Print each record below word for word.

····················

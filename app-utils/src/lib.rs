use std::env;

use anyhow::{Context, Result};
use dotenvy::dotenv;
use moodle_api::fetch::HttpFetcher;
use moodle_api::pipeline::Pipeline;
use moodle_api::scoring::GeminiScorer;
use tracing_subscriber::filter::LevelFilter;
use tracing_subscriber::fmt::format;
use tracing_subscriber::prelude::*;
use tracing_subscriber::{fmt, registry, EnvFilter};

pub struct InitFromEnv {
    pub pipeline: Pipeline<HttpFetcher, GeminiScorer>,
    pub bind_addr: String,
}

/// Builds the grading pipeline from the process environment. `GEMINI_API_KEY`
/// is required; everything else has a default. The session cookie is not part
/// of the environment: callers supply it per request.
pub fn init_from_env() -> Result<InitFromEnv> {
    dotenv().ok();

    let api_key = env::var("GEMINI_API_KEY").context("GEMINI_API_KEY is not set")?;
    let scorer = match env::var("GEMINI_MODEL") {
        Ok(model) => GeminiScorer::with_model(api_key, model),
        Err(_) => GeminiScorer::new(api_key),
    }
    .context("could not build the scoring client")?;

    let fetcher = HttpFetcher::new().context("could not build the HTTP fetcher")?;

    let concurrency = match env::var("SCORING_CONCURRENCY") {
        Ok(concurrency) => concurrency
            .parse()
            .with_context(|| format!("SCORING_CONCURRENCY is not a number: \"{concurrency}\""))?,
        Err(_) => 1,
    };

    let mut pipeline = Pipeline::new(fetcher, scorer).with_concurrency(concurrency);
    if let Ok(base_url) = env::var("MOODLE_BASE_URL") {
        pipeline = pipeline.with_base_url(base_url);
    }

    let bind_addr = env::var("BIND_ADDR").unwrap_or_else(|_| "0.0.0.0:8000".to_owned());

    Ok(InitFromEnv {
        pipeline,
        bind_addr,
    })
}

pub fn init_tracing() {
    registry()
        .with(fmt::layer().event_format(format().pretty()))
        .with(
            EnvFilter::builder()
                .with_default_directive(LevelFilter::INFO.into())
                .from_env()
                .unwrap(),
        )
        .init();
}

····················

### ANSWER
filename app-utils/src/lib.rs
use std::env;

use anyhow::{Context, Result};
use dotenvy::dotenv;
use moodle_api::fetch::HttpFetcher;
use moodle_api::pipeline::Pipeline;
use moodle_api::scoring::GeminiScorer;
use tracing_subscriber::filter::LevelFilter;
use tracing_subscriber::fmt::format;
use tracing_subscriber::prelude::*;
use tracing_subscriber::{fmt, registry, EnvFilter};

pub struct InitFromEnv {
    pub pipeline: Pipeline<HttpFetcher, GeminiScorer>,
    pub bind_addr: String,
}

/// Builds the grading pipeline from the process environment. `GEMINI_API_KEY`
/// is required; everything else has a default. The session cookie is not part
/// of the environment: callers supply it per request.
pub fn init_from_env() -> Result<InitFromEnv> {
    dotenv().ok();

    let api_key = env::var("GEMINI_API_KEY").context("GEMINI_API_KEY is not set")?;
    let scorer = match env::var("GEMINI_MODEL") {
        Ok(model) => GeminiScorer::with_model(api_key, model),
        Err(_) => GeminiScorer::new(api_key),
    }
    .context("could not build the scoring client")?;

    let fetcher = HttpFetcher::new().context("could not build the HTTP fetcher")?;

    let concurrency = match env::var("SCORING_CONCURRENCY") {
        Ok(concurrency) => concurrency
            .parse()
            .with_context(|| format!("SCORING_CONCURRENCY is not a number: \"{concurrency}\""))?,
        Err(_) => 1,
    };

    let mut pipeline = Pipeline::new(fetcher, scorer).with_concurrency(concurrency);
    if let Ok(base_url) = env::var("MOODLE_BASE_URL") {
        pipeline = pipeline.with_base_url(base_url);
    }

    let bind_addr = env::var("BIND_ADDR").unwrap_or_else(|_| "0.0.0.0:8000".to_owned());

    Ok(InitFromEnv {
        pipeline,
        bind_addr,
    })
}

pub fn init_tracing() {
    registry()
        .with(fmt::layer().event_format(format().pretty()))
        .with(
            EnvFilter::builder()
                .with_default_directive(LevelFilter::INFO.into())
                .from_env()
                .unwrap(),
        )
        .init();
}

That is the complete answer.